Actually, it seem that the term “tannerin” was only used for the reissue of the instrument in the late 90s. It would have been called the electro-theramin at the time of the Beach Boys recording.

And, speaking of, are you familiar with the ondes martenot? It came out at around the same time as the theramin (from what I can tell, both hit the scene around 1928) and with a similar sound. Looks and plays more like an electro-theramin/tannerin, too.

This is another effect that Shaun Davey uses well. In one of the movements of “The Pilgrim,” there is an extended sequence of drum-only music – extremely effective! – and the “strike-in” comes in behind the drums, until, with a blast and a flare, the pipes let go with all their might. The recording is before a live audience, and they holler like anything!

Thank you for teaching us that term!

Hooray the pipes!

I’m not fond of the lute/recorder/flute instruments. Whatever it was that Cain played on Kung Fu. Didn’t hate it but I’d never intentionally seek that music out.

kazoo is that even considered a real musical instrument?

A lot of percussion instruments are meant to be used sparingly. Adding just a bit of flavor to the music. Too much can be annoying.

Like the Oscar Meyer Wiener Whistle…kinda yeah.

(Heck, look at the Toy Symphony by Leopold Mozart, long and mistakenly attributed to Haydn. All of the toys are now “real” musical instruments, if only because of their inclusion in this work!)

(And the cannons from the 1812 Overture!)

That was the '70s.

The lute is a stringed instrument.

I used to work at a clinic that had piped-in Muzak. My absolute favorite song was their version of Jethro Tull’s “Living In The Past” with the melody played on a trombone. :eek: :cool: I have never been able to find it online or elsewhere.

I played the clarinet when I was a kid and am generally not fond of its sound. Really.

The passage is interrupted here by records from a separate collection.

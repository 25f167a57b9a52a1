//! Operator-facing configuration: the shape operators write into a YAML
//! file. CLI flag wiring and asset discovery live in the daemon binaries,
//! not here.

use std::collections::HashMap;
use std::net::SocketAddr;
use std::path::PathBuf;
use std::time::Duration;

use serde::{Deserialize, Serialize};

use crate::duration::parse_human;
use crate::role::Role;

#[derive(Clone, Debug, Serialize, Deserialize)]
pub struct Config {
	pub roles: Vec<Role>,
	#[serde(default = "Defaults::data_dir")]
	pub data_dir: PathBuf,
	pub cluster_domain: String,
	pub host_uuid: String,
	#[serde(default)]
	pub auth_server: Option<String>,
	/// Where a Node dials its tunnel; distinct from `listen.proxy_tunnel`,
	/// which is where a Proxy process binds one.
	#[serde(default)]
	pub proxy_tunnel_addr: Option<SocketAddr>,
	#[serde(default)]
	pub backend: BackendConfig,
	#[serde(default)]
	pub listen: ListenConfig,
	#[serde(default)]
	pub labels: HashMap<String, String>,
	#[serde(default)]
	pub command_labels: Vec<CommandLabel>,
	#[serde(default)]
	pub logging: LoggingConfig,
	#[serde(default)]
	pub bootstrap: BootstrapConfig,
	#[serde(default)]
	pub static_tokens: Vec<StaticTokenConfig>,
	#[serde(default)]
	pub issuance: IssuanceConfig,
}

/// Tuning for the Auth server's first-start critical section.
#[derive(Clone, Debug, Serialize, Deserialize)]
pub struct BootstrapConfig {
	#[serde(with = "crate::duration::serde_dur", default = "Defaults3::lock_ttl")]
	pub lock_ttl: Duration,
	#[serde(with = "crate::duration::serde_dur", default = "Defaults3::lock_wait")]
	pub lock_wait: Duration,
	#[serde(with = "crate::duration::serde_dur", default = "Defaults3::token_ttl")]
	pub token_ttl: Duration,
}

struct Defaults3;
impl Defaults3 {
	fn lock_ttl() -> Duration {
		Duration::from_secs(60)
	}
	fn lock_wait() -> Duration {
		Duration::from_secs(15)
	}
	fn token_ttl() -> Duration {
		Duration::from_secs(10 * 60)
	}
}

impl Default for BootstrapConfig {
	fn default() -> Self {
		BootstrapConfig {
			lock_ttl: Defaults3::lock_ttl(),
			lock_wait: Defaults3::lock_wait(),
			token_ttl: Defaults3::token_ttl(),
		}
	}
}

/// An operator-supplied provisioning token installed on Auth first-start,
/// e.g. baked into a provisioning image so a node can join without an
/// interactive `tctl tokens add` step.
#[derive(Clone, Debug, Serialize, Deserialize)]
pub struct StaticTokenConfig {
	pub token: String,
	pub roles: Vec<Role>,
}

/// User certificate TTL bounds.
#[derive(Clone, Debug, Serialize, Deserialize)]
pub struct IssuanceConfig {
	#[serde(with = "crate::duration::serde_dur", default = "Defaults4::min")]
	pub min_cert_duration: Duration,
	#[serde(with = "crate::duration::serde_dur", default = "Defaults4::max")]
	pub max_cert_duration: Duration,
	#[serde(with = "crate::duration::serde_dur", default = "Defaults4::nominal")]
	pub nominal_cert_duration: Duration,
}

struct Defaults4;
impl Defaults4 {
	fn min() -> Duration {
		Duration::from_secs(60)
	}
	fn max() -> Duration {
		Duration::from_secs(30 * 3600)
	}
	fn nominal() -> Duration {
		Duration::from_secs(12 * 3600)
	}
}

impl Default for IssuanceConfig {
	fn default() -> Self {
		IssuanceConfig {
			min_cert_duration: Defaults4::min(),
			max_cert_duration: Defaults4::max(),
			nominal_cert_duration: Defaults4::nominal(),
		}
	}
}

struct Defaults;
impl Defaults {
	fn data_dir() -> PathBuf {
		PathBuf::from("/var/lib/teleport")
	}
}

#[derive(Clone, Debug, Serialize, Deserialize)]
#[serde(tag = "type", rename_all = "lowercase")]
pub enum BackendConfig {
	Bolt { path: PathBuf },
	Etcd { nodes: Vec<String>, key: Option<PathBuf> },
}

impl Default for BackendConfig {
	fn default() -> Self {
		BackendConfig::Bolt {
			path: PathBuf::from("/var/lib/teleport/keys.db"),
		}
	}
}

#[derive(Clone, Debug, Serialize, Deserialize)]
pub struct ListenConfig {
	pub node_ssh: SocketAddr,
	pub proxy_ssh: SocketAddr,
	pub proxy_tunnel: SocketAddr,
	pub auth: SocketAddr,
	pub web: SocketAddr,
}

impl Default for ListenConfig {
	fn default() -> Self {
		ListenConfig {
			node_ssh: "0.0.0.0:3022".parse().unwrap(),
			proxy_ssh: "0.0.0.0:3023".parse().unwrap(),
			proxy_tunnel: "0.0.0.0:3024".parse().unwrap(),
			auth: "0.0.0.0:3025".parse().unwrap(),
			web: "0.0.0.0:3080".parse().unwrap(),
		}
	}
}

/// `[<duration>:<shell-tokens>]` dynamic labels, e.g. refreshing `uname -m`
/// every `1h30m` and publishing the result as the `arch` label.
#[derive(Clone, Debug, Serialize, Deserialize)]
pub struct CommandLabel {
	pub name: String,
	#[serde(with = "crate::duration::serde_dur")]
	pub period: Duration,
	pub command: Vec<String>,
}

impl CommandLabel {
	pub fn period_from_human(name: String, period: &str, command: Vec<String>) -> anyhow::Result<Self> {
		Ok(CommandLabel {
			name,
			period: parse_human(period)?,
			command,
		})
	}
}

#[derive(Clone, Debug, Serialize, Deserialize)]
pub struct LoggingConfig {
	#[serde(default = "Defaults2::level")]
	pub level: String,
	#[serde(default)]
	pub format: LogFormat,
}

struct Defaults2;
impl Defaults2 {
	fn level() -> String {
		"info".to_string()
	}
}

impl Default for LoggingConfig {
	fn default() -> Self {
		LoggingConfig {
			level: Defaults2::level(),
			format: LogFormat::default(),
		}
	}
}

#[derive(Clone, Copy, Debug, Default, Serialize, Deserialize)]
#[serde(rename_all = "lowercase")]
pub enum LogFormat {
	#[default]
	Text,
	Json,
}

impl Config {
	pub fn from_yaml(s: &str) -> anyhow::Result<Config> {
		Ok(serde_yaml::from_str(s)?)
	}

	pub fn has_role(&self, role: Role) -> bool {
		self.roles.contains(&role)
	}
}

However, some of you Canadian Dopers may remember this song, by the band Saga, that has a clarinet solo and in this case, it’s appropriate.

“FM” or “DX” piano.

The digital piano sound of the 80’s: too tacky, too artificial, too glassy, not bold as real Fender Rhodes, not raspy as Wurlitzer. Smooth, abrasive yet dull and overly “precious”. I hate it.

Yikes! That electronic piano raised the same icky vibes that I get from too much of that “Hawaiian” effect – the slide-guitar thing that stereotypically ends a Hawaiian love-song.

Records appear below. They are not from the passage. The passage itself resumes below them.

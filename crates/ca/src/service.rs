//! CRUD over certificate authorities, backed by the `Backend` abstraction.
//! `get_cert_authority`'s `with_secrets` flag is the single
//! authorization gate for signing-key material: every call site outside
//! the Auth server itself must pass `false`.

use std::sync::Arc;
use std::time::Duration;

use teleport_backend::Backend;
use tracing::info;

use crate::cert_authority::{CaId, CaType, CertAuthority};
use crate::error::CaError;

const BUCKET: [&str; 1] = ["cas"];

pub struct CaService {
	backend: Arc<dyn Backend>,
}

impl CaService {
	pub fn new(backend: Arc<dyn Backend>) -> Self {
		Self { backend }
	}

	pub async fn upsert_cert_authority(&self, ca: &CertAuthority, ttl: Option<Duration>) -> Result<(), CaError> {
		let bytes = ca.to_bytes(true)?;
		self
			.backend
			.put(&BUCKET, &ca.id.storage_key(), bytes, ttl)
			.await?;
		info!(ca = %ca.id.storage_key(), "upserted certificate authority");
		Ok(())
	}

	pub async fn get_cert_authority(
		&self,
		id: &CaId,
		with_secrets: bool,
	) -> Result<Option<CertAuthority>, CaError> {
		let Some(bytes) = self.backend.get(&BUCKET, &id.storage_key()).await? else {
			return Ok(None);
		};
		let mut ca = CertAuthority::from_bytes(&bytes)?;
		if !with_secrets {
			ca.signing_keys.clear();
		}
		Ok(Some(ca))
	}

	pub async fn get_cert_authorities(&self, ca_type: CaType) -> Result<Vec<CertAuthority>, CaError> {
		let all = self.backend.list(&BUCKET).await?;
		let mut out = Vec::new();
		for (_, bytes) in all {
			let mut ca = CertAuthority::from_bytes(&bytes)?;
			if ca.id.ca_type == ca_type {
				ca.signing_keys.clear();
				out.push(ca);
			}
		}
		Ok(out)
	}

	pub async fn delete_cert_authority(&self, id: &CaId) -> Result<(), CaError> {
		self.backend.delete(&BUCKET, &id.storage_key()).await?;
		Ok(())
	}

	/// Rotates a CA in place: prepends a new signing/checking pair and
	/// re-persists it, keeping the previous pair for the caller-supplied
	/// grace window. Operator-only by construction — there is no RPC
	/// exposing it.
	pub async fn rotate(&self, id: &CaId) -> Result<CertAuthority, CaError> {
		let mut ca = self
			.get_cert_authority(id, true)
			.await?
			.ok_or_else(|| CaError::NotFound(id.storage_key()))?;
		ca.rotate()?;
		self.upsert_cert_authority(&ca, None).await?;
		Ok(ca)
	}
}

#[cfg(test)]
mod tests {
	use super::*;
	use teleport_backend::memory::MemoryBackend;

	fn service() -> CaService {
		CaService::new(Arc::new(MemoryBackend::new()))
	}

	#[tokio::test]
	async fn upsert_then_get_round_trips() {
		let svc = service();
		let id = CaId::new("example.com", CaType::Host);
		let ca = CertAuthority::generate(id.clone()).unwrap();
		svc.upsert_cert_authority(&ca, None).await.unwrap();

		let without_secrets = svc.get_cert_authority(&id, false).await.unwrap().unwrap();
		assert!(without_secrets.signing_keys.is_empty());
		assert_eq!(without_secrets.checking_keys, ca.checking_keys);

		let with_secrets = svc.get_cert_authority(&id, true).await.unwrap().unwrap();
		assert_eq!(with_secrets.signing_keys.len(), 1);
	}

	#[tokio::test]
	async fn missing_ca_is_none() {
		let svc = service();
		let id = CaId::new("example.com", CaType::User);
		assert!(svc.get_cert_authority(&id, false).await.unwrap().is_none());
	}

	#[tokio::test]
	async fn rotate_keeps_both_checking_keys() {
		let svc = service();
		let id = CaId::new("example.com", CaType::Host);
		let ca = CertAuthority::generate(id.clone()).unwrap();
		let original_checker = ca.checking_keys[0].clone();
		svc.upsert_cert_authority(&ca, None).await.unwrap();

		let rotated = svc.rotate(&id).await.unwrap();
		assert_eq!(rotated.checking_keys.len(), 2);
		assert!(rotated.checking_keys.contains(&original_checker));

		let reloaded = svc.get_cert_authority(&id, false).await.unwrap().unwrap();
		assert_eq!(reloaded.checking_keys.len(), 2);
	}

	#[tokio::test]
	async fn get_cert_authorities_filters_by_type() {
		let svc = service();
		svc
			.upsert_cert_authority(&CertAuthority::generate(CaId::new("example.com", CaType::Host)).unwrap(), None)
			.await
			.unwrap();
		svc
			.upsert_cert_authority(&CertAuthority::generate(CaId::new("example.com", CaType::User)).unwrap(), None)
			.await
			.unwrap();

		let hosts = svc.get_cert_authorities(CaType::Host).await.unwrap();
		assert_eq!(hosts.len(), 1);
		assert_eq!(hosts[0].id.ca_type, CaType::Host);
	}
}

(“Pedal Steel Guitar.” Hadda look it up.)

A little of that is okay, but too much very quickly becomes way damned stinking too much.

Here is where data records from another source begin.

//! Certificate-authority lifecycle and issuance: the `CertAuthority` data
//! model, the CRUD service over it, and the SSH certificate signing
//! operations built on top.

pub mod cert_authority;
pub mod error;
pub mod issuance;
pub mod service;

pub use cert_authority::{CaId, CaType, CertAuthority};
pub use error::CaError;
pub use service::CaService;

It’s also nearly impossible to control the pitch - I know, because we have one. It’s a great toy. But although you can find examples of it being played as a serious instrument, it always sounds awful to me.

“digital piano sound of the 80’s” immediately brought to mind the DX-7 sound. Ugh. Every song from that era has the same sound, along with the plate reverb sound on the drums. Not terrible, but dated.

I grew up listening to Elvis and Country & Western, both inflicted on me by my mom. I can only take either in small doses. I have identified the pedal steel guitar as the most annoying element of C&W music to me–it gives me a headache.

I’ve never liked the clarinet, especially as used in classical music*. Even when the performer is obviously very good, it’s an annoying reedy-sounding thing.

Same for the recorder. It sounds like something kids would’ve bought at the corner novelty store, and tends to make compositions in which it’s used resemble P.D.Q. Bach parodies.

*not a whole lot better in jazz/swing, but barely tolerable.